Also in my testing, I found the output of the updated WDMReader was shifting all timesteps by one timestep. I added commit 2014cd0 which fixes this issues. That was causing some indexing issues in the some of the model modules, but hopefully that will no longer be the case.
@ptomasula, thanks for those fixes!
When I run tests/test10/HSP2results/TEST10_hsp2_compare.ipynb from the develop_readWDM
branch, when running:
main(hdfname, saveall=True)
I get this output, with and error in the GQUAL module:
2021-04-08 11:11:20.36 Processing started for file test10_hsp2_dev2WDM.h5; saveall=True
2021-04-08 11:11:24.79 Simulation Start: 1976-01-01 00:00:00, Stop: 1977-01-01 00:00:00
2021-04-08 11:11:24.79 PERLND P001 DELT(minutes): 60
2021-04-08 11:11:24.86 SNOW
2021-04-08 11:11:24.94 PWATER
2021-04-08 11:11:24.99 PSTEMP
2021-04-08 11:11:25.05 PWTGAS
2021-04-08 11:11:25.13 RCHRES R001 DELT(minutes): 60
2021-04-08 11:11:25.23 HYDR
2021-04-08 11:11:25.30 ADCALC
2021-04-08 11:11:25.43 CONS
2021-04-08 11:11:25.48 HTRCH
2021-04-08 11:11:25.55 SEDTRN
2021-04-08 11:11:25.75 GQUAL
---------------------------------------------------------------------------
TypeError Traceback (most recent call last)

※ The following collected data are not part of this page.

//! Manifest Synchronizer Library
//!
//! Rescans the firmware, spiffs and config trees of an OTA distribution
//! repository and rewrites the per-device manifest files.

pub mod config;
pub mod fs;
pub mod manifest;
pub mod ota;
pub mod sync;
pub mod utils;
pub mod version;

// Re-export commonly used types
pub use config::Config;
pub use manifest::Manifest;
pub use sync::{synchronize, SyncReport, Synchronizer};
pub use utils::errors::SyncError;
pub use version::FirmwareVersion;
pub type Result<T> = std::result::Result<T, SyncError>;
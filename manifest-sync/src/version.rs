//! Firmware version parsing and version-directory selection.
//!
//! Versions are strict `major.minor.patch` triples. Pre-release and build
//! metadata are rejected so ordering is plain numeric precedence.

use serde::{Deserialize, Deserializer, Serialize, Serializer};
use std::fmt;
use std::path::{Path, PathBuf};
use std::str::FromStr;
use tracing::{debug, warn};

use crate::fs::layout::list_subdirectories;
use crate::utils::{Result, SyncError};

/// Prefix of every version directory name (`v1.2.3`)
pub const VERSION_DIR_PREFIX: char = 'v';

#[derive(Debug, Clone, PartialEq, Eq, PartialOrd, Ord, Hash)]
pub struct FirmwareVersion(semver::Version);

impl FirmwareVersion {
    pub fn new(major: u64, minor: u64, patch: u64) -> Self {
        Self(semver::Version::new(major, minor, patch))
    }

    /// Parse a bare `major.minor.patch` string.
    pub fn parse(raw: &str) -> Result<Self> {
        parse_triple(raw)
            .map(Self)
            .map_err(|reason| SyncError::InvalidVersion(format!("{}: {}", raw, reason)))
    }

    /// Parse a directory name of the form `v<major>.<min>.<patch>`.
    pub fn from_dir_name(name: &str) -> Result<Self> {
        let reason = match name.strip_prefix(VERSION_DIR_PREFIX) {
            Some(rest) => match parse_triple(rest) {
                Ok(version) => return Ok(Self(version)),
                Err(reason) => reason,
            },
            None => format!("missing '{}' prefix", VERSION_DIR_PREFIX),
        };
        Err(SyncError::UnparsableVersionDirectory(format!("{}: {}", name, reason)))
    }

    /// Directory name for this version (`v1.2.3`)
    pub fn dir_name(&self) -> String {
        format!("{}{}", VERSION_DIR_PREFIX, self.0)
    }

    pub fn major(&self) -> u64 {
        self.0.major
    }

    pub fn minor(&self) -> u64 {
        self.0.minor
    }

    pub fn patch(&self) -> u64 {
        self.0.patch
    }
}

impl fmt::Display for FirmwareVersion {
    fn fmt(&self, f: &mut fmt::Formatter<'_>) -> fmt::Result {
        self.0.fmt(f)
    }
}

impl FromStr for FirmwareVersion {
    type Err = SyncError;

    fn from_str(s: &str) -> Result<Self> {
        Self::parse(s)
    }
}

impl Serialize for FirmwareVersion {
    fn serialize<S: Serializer>(&self, serializer: S) -> std::result::Result<S::Ok, S::Error> {
        serializer.collect_str(self)
    }
}

impl<'de> Deserialize<'de> for FirmwareVersion {
    fn deserialize<D: Deserializer<'de>>(deserializer: D) -> std::result::Result<Self, D::Error> {
        let raw = String::deserialize(deserializer)?;
        Self::parse(&raw).map_err(serde::de::Error::custom)
    }
}

fn parse_triple(raw: &str) -> std::result::Result<semver::Version, String> {
    let version = semver::Version::parse(raw).map_err(|e| e.to_string())?;
    if !version.pre.is_empty() || !version.build.is_empty() {
        return Err("pre-release and build metadata are not supported".to_string());
    }
    Ok(version)
}

/// A selected version directory
#[derive(Debug, Clone, PartialEq, Eq)]
pub struct VersionDir {
    pub version: FirmwareVersion,
    pub path: PathBuf,
}

/// Result of scanning one device directory for version directories
#[derive(Debug, Clone, Default)]
pub struct VersionScan {
    /// Highest valid version, if any
    pub latest: Option<VersionDir>,

    /// Directory names that looked like candidates but failed to parse
    pub rejected: Vec<String>,
}

/// Scan `device_dir` and pick the highest `v<maj>.<min>.<patch>` subdirectory.
///
/// Unparsable names are logged and collected in `rejected`; they never abort
/// the scan.
pub fn scan_version_dirs(device_dir: &Path, exclude_patterns: &[String]) -> Result<VersionScan> {
    let mut scan = VersionScan::default();

    for (name, path) in list_subdirectories(device_dir, exclude_patterns)? {
        match FirmwareVersion::from_dir_name(&name) {
            Ok(version) => {
                debug!("Found version directory {}", path.display());
                let newer = scan
                    .latest
                    .as_ref()
                    .map_or(true, |best| version > best.version);
                if newer {
                    scan.latest = Some(VersionDir { version, path });
                }
            }
            Err(e) => {
                warn!("Ignoring version directory {}: {}", path.display(), e);
                scan.rejected.push(name);
            }
        }
    }

    Ok(scan)
}

#[cfg(test)]
mod tests {
    use super::*;
    use std::fs;
    use tempfile::TempDir;

    #[test]
    fn test_parse_plain_triple() {
        let v = FirmwareVersion::parse("1.10.3").unwrap();
        assert_eq!((v.major(), v.minor(), v.patch()), (1, 10, 3));
        assert_eq!(v.to_string(), "1.10.3");
        assert_eq!(v.dir_name(), "v1.10.3");
    }

    #[test]
    fn test_rejects_extensions_and_garbage() {
        assert!(FirmwareVersion::parse("1.0.0-rc1").is_err());
        assert!(FirmwareVersion::parse("1.0.0+build5").is_err());
        assert!(FirmwareVersion::parse("1.0").is_err());
        assert!(FirmwareVersion::parse("01.0.0").is_err());
        assert!(FirmwareVersion::from_dir_name("1.0.0").is_err());
        assert!(FirmwareVersion::from_dir_name("vlatest").is_err());
    }

    #[test]
    fn test_error_wording_depends_on_source() {
        let err = FirmwareVersion::parse("one").unwrap_err();
        assert!(matches!(err, SyncError::InvalidVersion(_)));
        assert!(!err.to_string().contains("directory"));

        let err = FirmwareVersion::from_dir_name("v1.0.0-rc1").unwrap_err();
        assert!(matches!(err, SyncError::UnparsableVersionDirectory(_)));
        assert!(err.to_string().starts_with("Unparsable version directory: v1.0.0-rc1: "));
    }

    #[test]
    fn test_numeric_ordering() {
        let a = FirmwareVersion::parse("1.2.0").unwrap();
        let b = FirmwareVersion::parse("1.10.0").unwrap();
        let c = FirmwareVersion::parse("2.0.0").unwrap();
        assert!(a < b);
        assert!(b < c);
        assert_eq!(a, FirmwareVersion::new(1, 2, 0));
    }

    #[test]
    fn test_serde_as_string() {
        let v: FirmwareVersion = serde_json::from_str("\"3.1.4\"").unwrap();
        assert_eq!(serde_json::to_string(&v).unwrap(), "\"3.1.4\"");
        assert!(serde_json::from_str::<FirmwareVersion>("\"3.1\"").is_err());
    }

    #[test]
    fn test_scan_picks_numeric_max() -> std::io::Result<()> {
        let temp_dir = TempDir::new()?;
        for name in ["v1.0.0", "v1.2.0", "v1.10.0"] {
            fs::create_dir(temp_dir.path().join(name))?;
        }

        let scan = scan_version_dirs(temp_dir.path(), &[]).unwrap();
        let latest = scan.latest.unwrap();
        assert_eq!(latest.version.to_string(), "1.10.0");
        assert_eq!(latest.path, temp_dir.path().join("v1.10.0"));
        assert!(scan.rejected.is_empty());

        Ok(())
    }

    #[test]
    fn test_scan_skips_malformed_and_files() -> std::io::Result<()> {
        let temp_dir = TempDir::new()?;
        fs::create_dir(temp_dir.path().join("v2.0.0-beta"))?;
        fs::create_dir(temp_dir.path().join("old"))?;
        fs::create_dir(temp_dir.path().join("v0.9.1"))?;
        fs::write(temp_dir.path().join("v9.9.9"), b"not a directory")?;

        let scan = scan_version_dirs(temp_dir.path(), &[]).unwrap();
        assert_eq!(scan.latest.unwrap().version.to_string(), "0.9.1");
        assert_eq!(scan.rejected, vec!["old".to_string(), "v2.0.0-beta".to_string()]);

        Ok(())
    }

    #[test]
    fn test_scan_empty_device() -> std::io::Result<()> {
        let temp_dir = TempDir::new()?;
        let scan = scan_version_dirs(temp_dir.path(), &[]).unwrap();
        assert!(scan.latest.is_none());
        Ok(())
    }
}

<ipython-input-12-bdaf3722c4f1> in <module>
1 # %%prun -l 60 -T NumbaProfile.txt -q
----> 2 main(hdfname, saveall=True)
~/Documents/Python/limno.HSPsquared/HSP2/main.py in main(hdfname, saveall, jupyterlab)
118
119 ############ calls activity function like snow() ##############
--> 120 errors, errmessages = function(store, siminfo, ui, ts)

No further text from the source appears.